The Nobel Prize winning author's first novel, scarce in such excellent condition.
In an interview for the National Visionary Leadership Project in 2004, Morrison explained her motivation for writing The Bluest Eye:
“... most of what was being published by Black men [was] very powerful, aggressive, revolutionary fiction or non-fiction and also they had a very positive, racially uplifting rhetoric to go with it [...] I, as an older person thought, wait a minute, you’re going to skip over something. No one’s going to remember that it wasn’t always beautiful.
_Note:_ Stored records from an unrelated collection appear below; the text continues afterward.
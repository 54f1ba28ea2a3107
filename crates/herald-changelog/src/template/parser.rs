//! Template syntax tree and recursive-descent parser

/// A value transformation applied with `|`
#[derive(Debug, Clone, PartialEq, Eq)]
pub enum Modifier {
    /// Strip everything before the first digit (`v1.2.3` -> `1.2.3`)
    NoPrefix,
    Upper,
    Lower,
    /// Unrecognized name, passed through at render time
    Unknown(String),
}

impl Modifier {
    fn from_name(name: &str) -> Self {
        match name {
            "noprefix" | "no-prefix" => Self::NoPrefix,
            "upper" => Self::Upper,
            "lower" => Self::Lower,
            other => Self::Unknown(other.to_string()),
        }
    }
}

/// A context lookup with its modifier chain
#[derive(Debug, Clone, PartialEq, Eq)]
pub struct VarRef {
    pub key: String,
    pub modifiers: Vec<Modifier>,
}

#[derive(Debug, Clone, PartialEq, Eq)]
pub enum Node {
    Literal(String),
    Var(VarRef),
    /// A `{...}` group, rendered all-or-nothing
    Block(Vec<Node>),
    /// `<NL>` inside a block
    Newline,
}

const NEWLINE_TOKEN: &str = "<NL>";

/// Parse template source into top-level nodes.
///
/// Never fails: brace groups that do not parse are kept as literal text.
pub fn parse(source: &str) -> Vec<Node> {
    let mut parser = Parser {
        chars: source.chars().collect(),
        pos: 0,
    };
    parser.parse_text()
}

struct Parser {
    chars: Vec<char>,
    pos: usize,
}

impl Parser {
    fn peek(&self) -> Option<char> {
        self.chars.get(self.pos).copied()
    }

    fn starts_with(&self, token: &str) -> bool {
        token
            .chars()
            .enumerate()
            .all(|(i, c)| self.chars.get(self.pos + i) == Some(&c))
    }

    fn parse_text(&mut self) -> Vec<Node> {
        let mut nodes = Vec::new();
        let mut text = String::new();

        while let Some(c) = self.peek() {
            if c == '{' {
                let start = self.pos;
                self.pos += 1;
                match self.parse_block_body() {
                    Some(children) => {
                        if !text.is_empty() {
                            nodes.push(Node::Literal(std::mem::take(&mut text)));
                        }
                        nodes.push(Node::Block(children));
                    }
                    None => {
                        self.pos = start + 1;
                        text.push('{');
                    }
                }
            } else {
                text.push(c);
                self.pos += 1;
            }
        }

        if !text.is_empty() {
            nodes.push(Node::Literal(text));
        }
        nodes
    }

    /// Parse after an opening `{` up to and including the matching `}`.
    fn parse_block_body(&mut self) -> Option<Vec<Node>> {
        let mut children = Vec::new();

        loop {
            self.skip_spaces();
            match self.peek()? {
                '}' => {
                    self.pos += 1;
                    return if children.is_empty() {
                        None
                    } else {
                        Some(children)
                    };
                }
                '{' => {
                    self.pos += 1;
                    children.push(Node::Block(self.parse_block_body()?));
                }
                '"' => {
                    let literal = self.parse_quoted()?;
                    children.push(Node::Literal(literal));
                }
                ':' => {
                    // `"label": "key"` names its key in quotes
                    if !matches!(children.last(), Some(Node::Literal(_))) {
                        return None;
                    }
                    self.pos += 1;
                    self.skip_spaces();
                    if self.peek()? != '"' {
                        return None;
                    }
                    let key = self.parse_quoted()?;
                    if key.is_empty() || !key.chars().all(is_key_char) {
                        return None;
                    }
                    let modifiers = self.parse_modifiers()?;
                    children.push(Node::Var(VarRef { key, modifiers }));
                }
                _ if self.starts_with(NEWLINE_TOKEN) => {
                    self.pos += NEWLINE_TOKEN.len();
                    children.push(Node::Newline);
                }
                c if is_key_char(c) => {
                    let key = self.take_while(is_key_char);
                    let modifiers = self.parse_modifiers()?;
                    children.push(Node::Var(VarRef { key, modifiers }));
                }
                _ => return None,
            }
        }
    }

    fn parse_quoted(&mut self) -> Option<String> {
        // opening quote
        self.pos += 1;
        let mut out = String::new();

        loop {
            let c = self.peek()?;
            self.pos += 1;
            match c {
                '"' => return Some(out),
                '\\' => {
                    let escaped = self.peek()?;
                    self.pos += 1;
                    match escaped {
                        '"' => out.push('"'),
                        '\\' => out.push('\\'),
                        'n' => out.push('\n'),
                        other => {
                            out.push('\\');
                            out.push(other);
                        }
                    }
                }
                c => out.push(c),
            }
        }
    }

    fn parse_modifiers(&mut self) -> Option<Vec<Modifier>> {
        let mut modifiers = Vec::new();
        loop {
            let save = self.pos;
            self.skip_spaces();
            if self.peek() != Some('|') {
                self.pos = save;
                return Some(modifiers);
            }
            self.pos += 1;
            self.skip_spaces();
            let name = self.take_while(|c| c.is_ascii_alphanumeric() || c == '-' || c == '_');
            if name.is_empty() {
                return None;
            }
            modifiers.push(Modifier::from_name(&name));
        }
    }

    fn take_while(&mut self, pred: impl Fn(char) -> bool) -> String {
        let mut out = String::new();
        while let Some(c) = self.peek().filter(|c| pred(*c)) {
            out.push(c);
            self.pos += 1;
        }
        out
    }

    fn skip_spaces(&mut self) {
        while matches!(self.peek(), Some(' ' | '\t')) {
            self.pos += 1;
        }
    }
}

fn is_key_char(c: char) -> bool {
    c.is_ascii_alphanumeric() || c == '_' || c == '.'
}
No one’s going to remember how hurtful a certain kind of internecine racism is.”
Initially The Bluest Eye was not a best-seller, and Morrison would say in an afterward for the 1994 edition that “the initial publication of The Bluest Eye was like Pecola’s life: dismissed, trivialized, [and] misread.”
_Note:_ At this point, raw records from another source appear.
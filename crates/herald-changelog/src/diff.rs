//! Commit grouping
//!
//! Commits are matched against the configured groups in declaration order;
//! the first group with a matching pattern takes the commit. Each commit is
//! rendered to a changelog line through the commit line template.

use std::sync::LazyLock;

use regex::Regex;
use tracing::{debug, instrument};

use herald_core::config::{compile_pattern, ChangelogConfig, DiffGroupConfig};
use herald_core::error::ConfigError;
use herald_git::CommitInfo;

use crate::autolink::{self, AutoLinkRule};
use crate::template::{self, Context, Node};

static CONVENTIONAL: LazyLock<Regex> = LazyLock::new(|| {
    Regex::new(r"^(?P<type>\w+)(?:\((?P<scope>[^)]*)\))?!?:\s*(?P<rest>.*)$").expect("Invalid regex")
});

static TRAILING_PR: LazyLock<Regex> =
    LazyLock::new(|| Regex::new(r"\s*\(#(\d+)\)\s*$").expect("Invalid regex"));

/// A compiled commit group
#[derive(Debug, Clone)]
pub struct DiffGroup {
    pub title: String,
    pub priority: i32,
    patterns: Vec<Regex>,
}

impl DiffGroup {
    pub fn from_config(index: usize, config: &DiffGroupConfig) -> Result<Self, ConfigError> {
        let patterns = config
            .matches
            .iter()
            .enumerate()
            .map(|(i, p)| compile_pattern(&format!("changelog.groups[{}].matches[{}]", index, i), p))
            .collect::<Result<Vec<_>, _>>()?;

        Ok(Self {
            title: config.title.clone(),
            priority: config.priority,
            patterns,
        })
    }

    fn matches(&self, title: &str) -> bool {
        self.patterns.iter().any(|p| p.is_match(title))
    }
}

/// Compile all groups, keeping declaration order
pub fn compile_groups(configs: &[DiffGroupConfig]) -> Result<Vec<DiffGroup>, ConfigError> {
    configs
        .iter()
        .enumerate()
        .map(|(i, c)| DiffGroup::from_config(i, c))
        .collect()
}

/// A group's title and its rendered commit lines
#[derive(Debug, Clone, PartialEq, Eq)]
pub struct RenderedGroup {
    pub title: String,
    pub priority: i32,
    pub lines: Vec<String>,
}

impl RenderedGroup {
    /// `### Title` followed by the lines
    pub fn to_markdown(&self) -> String {
        format!("### {}\n\n{}", self.title, self.lines.join("\n"))
    }
}

/// Whether an ignore entry drops this commit title
fn is_ignored(title: &str, ignore: &[String]) -> bool {
    ignore.iter().any(|entry| match entry.strip_suffix('*') {
        Some(prefix) => title.starts_with(prefix),
        None => title.contains(entry.as_str()),
    })
}

/// Template fields for one commit
pub fn commit_context(commit: &CommitInfo, autolinks: &[AutoLinkRule]) -> Context {
    let first_line = commit.message.lines().next().unwrap_or_default();

    let (commit_type, scope, rest) = match CONVENTIONAL.captures(first_line) {
        Some(caps) => (
            caps.name("type").map_or("", |m| m.as_str()),
            caps.name("scope").map_or("", |m| m.as_str()),
            caps.name("rest").map_or("", |m| m.as_str()),
        ),
        None => (
            "",
            "",
            first_line
                .split_once(':')
                .map_or(first_line, |(_, rest)| rest.trim_start()),
        ),
    };

    let pr = TRAILING_PR
        .captures(rest)
        .and_then(|caps| caps.get(1))
        .map(|m| m.as_str().to_string());
    let rest = TRAILING_PR.replace(rest, "");

    let ticket = autolink::extract(scope, autolinks)
        .or_else(|| autolink::extract(&rest, autolinks))
        .or_else(|| {
            commit
                .body
                .as_deref()
                .and_then(|body| autolink::extract(body, autolinks))
        });

    let mut context = Context::new()
        .with("hash", commit.short_hash.as_str())
        .with("hash_full", commit.hash.as_str())
        .with("type", commit_type)
        .with("scope", autolink::strip(scope, autolinks))
        .with("title", autolink::strip(&rest, autolinks))
        .with("author", commit.author.as_str());
    context.insert_opt("pr", pr);
    context.insert_opt("ticket", ticket);
    context
}

/// Classifies commits into rendered groups
#[derive(Debug, Clone)]
pub struct CommitGrouper {
    groups: Vec<DiffGroup>,
    fallback_title: String,
    ignore: Vec<String>,
    line_template: Vec<Node>,
    autolinks: Vec<AutoLinkRule>,
}

impl CommitGrouper {
    pub fn new(
        groups: Vec<DiffGroup>,
        fallback_title: impl Into<String>,
        line_template: &str,
        autolinks: Vec<AutoLinkRule>,
    ) -> Self {
        Self {
            groups,
            fallback_title: fallback_title.into(),
            ignore: Vec::new(),
            line_template: template::parse(line_template),
            autolinks,
        }
    }

    /// Build from the changelog config, compiling every pattern
    pub fn from_config(
        config: &ChangelogConfig,
        autolinks: Vec<AutoLinkRule>,
    ) -> Result<Self, ConfigError> {
        Ok(Self::new(
            compile_groups(&config.groups)?,
            config.fallback_group.clone(),
            &config.commit_line,
            autolinks,
        )
        .with_ignore(config.ignore.clone()))
    }

    pub fn with_ignore(mut self, ignore: Vec<String>) -> Self {
        self.ignore = ignore;
        self
    }

    pub fn autolinks(&self) -> &[AutoLinkRule] {
        &self.autolinks
    }

    /// Group and render commits. Groups are ordered by descending priority,
    /// ties by first appearance; the fallback group always comes last.
    #[instrument(skip_all, fields(commits = commits.len()))]
    pub fn classify(&self, commits: &[CommitInfo]) -> Vec<RenderedGroup> {
        // (group index or None for fallback, lines) in encounter order
        let mut buckets: Vec<(Option<usize>, Vec<String>)> = Vec::new();
        let mut ignored = 0;

        for commit in commits {
            let title = commit.message.lines().next().unwrap_or_default();
            if is_ignored(title, &self.ignore) {
                ignored += 1;
                continue;
            }

            let group = self.groups.iter().position(|g| g.matches(title));
            let line = template::render_nodes(
                &self.line_template,
                &commit_context(commit, &self.autolinks),
            );

            match buckets.iter_mut().find(|(g, _)| *g == group) {
                Some((_, lines)) => lines.push(line),
                None => buckets.push((group, vec![line])),
            }
        }

        let mut rendered: Vec<RenderedGroup> = buckets
            .into_iter()
            .map(|(group, lines)| match group {
                Some(i) => RenderedGroup {
                    title: self.groups[i].title.clone(),
                    priority: self.groups[i].priority,
                    lines,
                },
                None => RenderedGroup {
                    title: self.fallback_title.clone(),
                    priority: i32::MIN,
                    lines,
                },
            })
            .collect();
        rendered.sort_by(|a, b| b.priority.cmp(&a.priority));

        debug!(groups = rendered.len(), ignored, "classified commits");
        rendered
    }
}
The novel set in Ohio just after the Great Depression and tells the tragic story of Pecola a young African-American girl who is told repeatedly that she is ugly, and so wishes to have blue eyes, which she equates with "whiteness" and beauty.
A near fine copy, extremities of jacket very lightly rubbed and age-toned. Cloth lightly faded along the top and bottom edges, and spine a little rubbed. Owners signature to front free endpaper, and some offsetting to rear endpapers.